### Exercise
Work through the records below and copy every line that includes "ClientSocket".

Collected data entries
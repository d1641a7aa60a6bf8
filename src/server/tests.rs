// End-to-end checks of the control API over a real loopback socket
use super::*;
use crate::input::DryRunExecutor;
use crate::queue::{Controller, QueueState};
use crate::queue::tests::ScriptedProbe;
use base64::Engine;
use base64::engine::general_purpose::STANDARD;
use futures_util::StreamExt;
use reqwest::StatusCode;
use serde_json::{Value, json};
use std::path::Path;
use std::time::Duration;
use tokio::net::TcpStream;
use tokio::sync::oneshot;
use tokio::time::{sleep, timeout};
use tokio_tungstenite::tungstenite::Message as WsMessage;
use tokio_tungstenite::{MaybeTlsStream, WebSocketStream, connect_async};

const TOKEN: &str = "test-token";

type ClientSocket = WebSocketStream<MaybeTlsStream<TcpStream>>;

struct TestServer {
    addr: SocketAddr,
    client: reqwest::Client,
    controller: ControllerHandle,
    config_path: PathBuf,
    shutdown_tx: Option<oneshot::Sender<()>>,
    _dir: tempfile::TempDir,
}

impl Drop for TestServer {
    fn drop(&mut self) {
        if let Some(tx) = self.shutdown_tx.take() {
            let _ = tx.send(());
        }
    }
}

impl TestServer {
    fn url(&self, path: &str) -> String {
        format!("http://{}{}", self.addr, path)
    }

    fn get(&self, path: &str) -> reqwest::RequestBuilder {
        self.client.get(self.url(path)).header(auth::AUTH_HEADER, TOKEN)
    }

    fn post(&self, path: &str) -> reqwest::RequestBuilder {
        self.client.post(self.url(path)).header(auth::AUTH_HEADER, TOKEN)
    }
}

async fn start_server(config: AppConfig) -> TestServer {
    let dir = tempfile::tempdir().unwrap();
    let config_path = dir.path().join("config.json");
    config.save(&config_path).unwrap();

    // Unconfigured regions keep the detector idle
    let (controller, _task) = Controller::spawn(
        Arc::new(ScriptedProbe::repeating(false)),
        Arc::new(DryRunExecutor::new()),
        config.controller_settings(),
    );

    let listener = TcpListener::bind("127.0.0.1:0").await.unwrap();
    let addr = listener.local_addr().unwrap();
    let state = ApiState::new(controller.clone(), config, config_path.clone());
    let (shutdown_tx, shutdown_rx) = oneshot::channel::<()>();
    tokio::spawn(start_http_server(listener, state, async {
        let _ = shutdown_rx.await;
    }));

    TestServer {
        addr,
        client: reqwest::Client::new(),
        controller,
        config_path,
        shutdown_tx: Some(shutdown_tx),
        _dir: dir,
    }
}

fn test_config() -> AppConfig {
    AppConfig {
        auth_token: TOKEN.to_string(),
        ..AppConfig::default()
    }
}

fn saved_config(path: &Path) -> AppConfig {
    AppConfig::load(path).unwrap()
}

/// Next `state` envelope from the socket, skipping control frames
async fn next_state(socket: &mut ClientSocket) -> Value {
    loop {
        let message = timeout(Duration::from_secs(5), socket.next())
            .await
            .expect("no websocket message")
            .expect("websocket closed")
            .unwrap();
        if let WsMessage::Text(text) = message {
            let envelope: Value = serde_json::from_str(text.as_str()).unwrap();
            assert_eq!(envelope["type"], "state");
            return envelope["payload"].clone();
        }
    }
}

#[tokio::test]
async fn test_health_needs_no_token() {
    let server = start_server(test_config()).await;
    let resp = server.client.get(server.url("/health")).send().await.unwrap();
    assert_eq!(resp.status(), StatusCode::OK);
    assert_eq!(resp.text().await.unwrap(), "ok");
}

#[tokio::test]
async fn test_status_requires_token() {
    let server = start_server(test_config()).await;

    let resp = server.client.get(server.url("/status")).send().await.unwrap();
    assert_eq!(resp.status(), StatusCode::UNAUTHORIZED);
    let resp = server
        .client
        .get(server.url("/status"))
        .header(auth::AUTH_HEADER, "wrong")
        .send()
        .await
        .unwrap();
    assert_eq!(resp.status(), StatusCode::UNAUTHORIZED);

    let resp = server.get("/status").send().await.unwrap();
    assert_eq!(resp.status(), StatusCode::OK);
    let snapshot: Value = resp.json().await.unwrap();
    assert_eq!(snapshot["queue_state"], "idle");
    assert_eq!(snapshot["auto_accept_enabled"], true);
}

#[tokio::test]
async fn test_encoded_query_token_is_accepted() {
    let config = AppConfig {
        auth_token: "a b&c".to_string(),
        ..AppConfig::default()
    };
    let server = start_server(config).await;
    let resp = server
        .client
        .get(server.url("/status?token=a%20b%26c"))
        .send()
        .await
        .unwrap();
    assert_eq!(resp.status(), StatusCode::OK);
}

#[tokio::test]
async fn test_client_outside_allowed_subnets_is_forbidden() {
    let config = AppConfig {
        allowed_subnets: vec!["10.0.0.0/8".to_string()],
        ..test_config()
    };
    let server = start_server(config).await;
    let resp = server.get("/status").send().await.unwrap();
    assert_eq!(resp.status(), StatusCode::FORBIDDEN);
}

#[tokio::test]
async fn test_queue_commands_and_conflicts() {
    let server = start_server(test_config()).await;

    let resp = server.post("/stop-queue").send().await.unwrap();
    assert_eq!(resp.status(), StatusCode::CONFLICT);
    let body: Value = resp.json().await.unwrap();
    assert!(body["detail"].is_string());

    let resp = server.post("/start-queue").send().await.unwrap();
    assert_eq!(resp.status(), StatusCode::OK);
    let snapshot: Value = resp.json().await.unwrap();
    assert_eq!(snapshot["queue_state"], "searching");
    assert_eq!(server.controller.snapshot().queue_state, QueueState::Searching);

    let resp = server.post("/reset").send().await.unwrap();
    assert_eq!(resp.status(), StatusCode::OK);
    let snapshot: Value = resp.json().await.unwrap();
    assert_eq!(snapshot["queue_state"], "idle");
}

#[tokio::test]
async fn test_toggle_persists_flag() {
    let server = start_server(test_config()).await;

    let resp = server
        .post("/toggle-auto-accept")
        .json(&json!({ "enabled": false }))
        .send()
        .await
        .unwrap();
    assert_eq!(resp.status(), StatusCode::OK);
    let body: Value = resp.json().await.unwrap();
    assert_eq!(body, json!({ "auto_accept_enabled": false }));
    assert!(!server.controller.snapshot().auto_accept_enabled);
    assert!(!saved_config(&server.config_path).auto_accept_enabled);
}

#[tokio::test]
async fn test_config_update_validates_and_persists() {
    let server = start_server(test_config()).await;

    for bad in [
        json!({ "poll_interval_s": 0 }),
        json!({ "stop_after_match_found_s": 1e20 }),
        json!({ "accept_delay_max_s": 1e20 }),
        json!({ "accept_region": { "x": 2_000_000_000, "y": 0, "width": 1_000_000_000, "height": 10 } }),
    ] {
        let resp = server.post("/config").json(&bad).send().await.unwrap();
        assert_eq!(resp.status(), StatusCode::UNPROCESSABLE_ENTITY, "{}", bad);
    }
    assert_eq!(saved_config(&server.config_path), test_config());

    let resp = server
        .post("/config")
        .json(&json!({
            "accept_click_jitter_px": 1,
            "accept_region": { "x": 5, "y": 6, "width": 7, "height": 8 }
        }))
        .send()
        .await
        .unwrap();
    assert_eq!(resp.status(), StatusCode::OK);
    let returned: AppConfig = resp.json().await.unwrap();
    assert_eq!(returned.accept_click_jitter_px, 1);

    let saved = saved_config(&server.config_path);
    assert_eq!(saved.accept_click_jitter_px, 1);
    assert_eq!(saved.accept_region.width, 7);

    let resp = server.get("/config").send().await.unwrap();
    assert_eq!(resp.status(), StatusCode::OK);
    let current: AppConfig = resp.json().await.unwrap();
    assert_eq!(current, saved);

    // Controller still answers after the rejected updates
    let resp = server.post("/start-queue").send().await.unwrap();
    assert_eq!(resp.status(), StatusCode::OK);
}

#[tokio::test]
async fn test_pairing_qr_returns_payload_and_png() {
    let server = start_server(test_config()).await;

    let resp = server.client.get(server.url("/pairing-qr")).send().await.unwrap();
    assert_eq!(resp.status(), StatusCode::UNAUTHORIZED);

    let resp = server.get("/pairing-qr").send().await.unwrap();
    assert_eq!(resp.status(), StatusCode::OK);
    let body: Value = resp.json().await.unwrap();

    let payload: Value = serde_json::from_str(body["payload"].as_str().unwrap()).unwrap();
    assert_eq!(payload["host"], "127.0.0.1");
    assert_eq!(payload["port"], 8765);
    assert_eq!(payload["token"], TOKEN);

    let png = STANDARD.decode(body["qr_base64"].as_str().unwrap()).unwrap();
    assert!(png.starts_with(b"\x89PNG"));
}

#[tokio::test]
async fn test_websocket_streams_snapshots_until_disconnect() {
    let server = start_server(test_config()).await;

    let rejected = connect_async(format!("ws://{}/ws", server.addr)).await;
    assert!(rejected.is_err());

    let (mut socket, _) = connect_async(format!("ws://{}/ws?token={}", server.addr, TOKEN))
        .await
        .unwrap();
    let initial = next_state(&mut socket).await;
    assert_eq!(initial["queue_state"], "idle");
    assert_eq!(server.controller.subscriber_count().await.unwrap(), 1);

    let resp = server.post("/start-queue").send().await.unwrap();
    assert_eq!(resp.status(), StatusCode::OK);
    let pushed = next_state(&mut socket).await;
    assert_eq!(pushed["queue_state"], "searching");

    socket.close(None).await.unwrap();
    let mut remaining = server.controller.subscriber_count().await.unwrap();
    for _ in 0..100 {
        if remaining == 0 {
            break;
        }
        sleep(Duration::from_millis(20)).await;
        remaining = server.controller.subscriber_count().await.unwrap();
    }
    assert_eq!(remaining, 0);
}

#[test]
fn test_ws_envelope_shape() {
    let snapshot = crate::queue::ControllerSnapshot::initial(true);
    let json: Value = serde_json::from_str(&ws::state_message(&snapshot).unwrap()).unwrap();
    assert_eq!(json["type"], "state");
    assert_eq!(json["payload"]["queue_state"], "idle");
}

### Solved exercise
type ClientSocket = WebSocketStream<MaybeTlsStream<TcpStream>>;
async fn next_state(socket: &mut ClientSocket) -> Value {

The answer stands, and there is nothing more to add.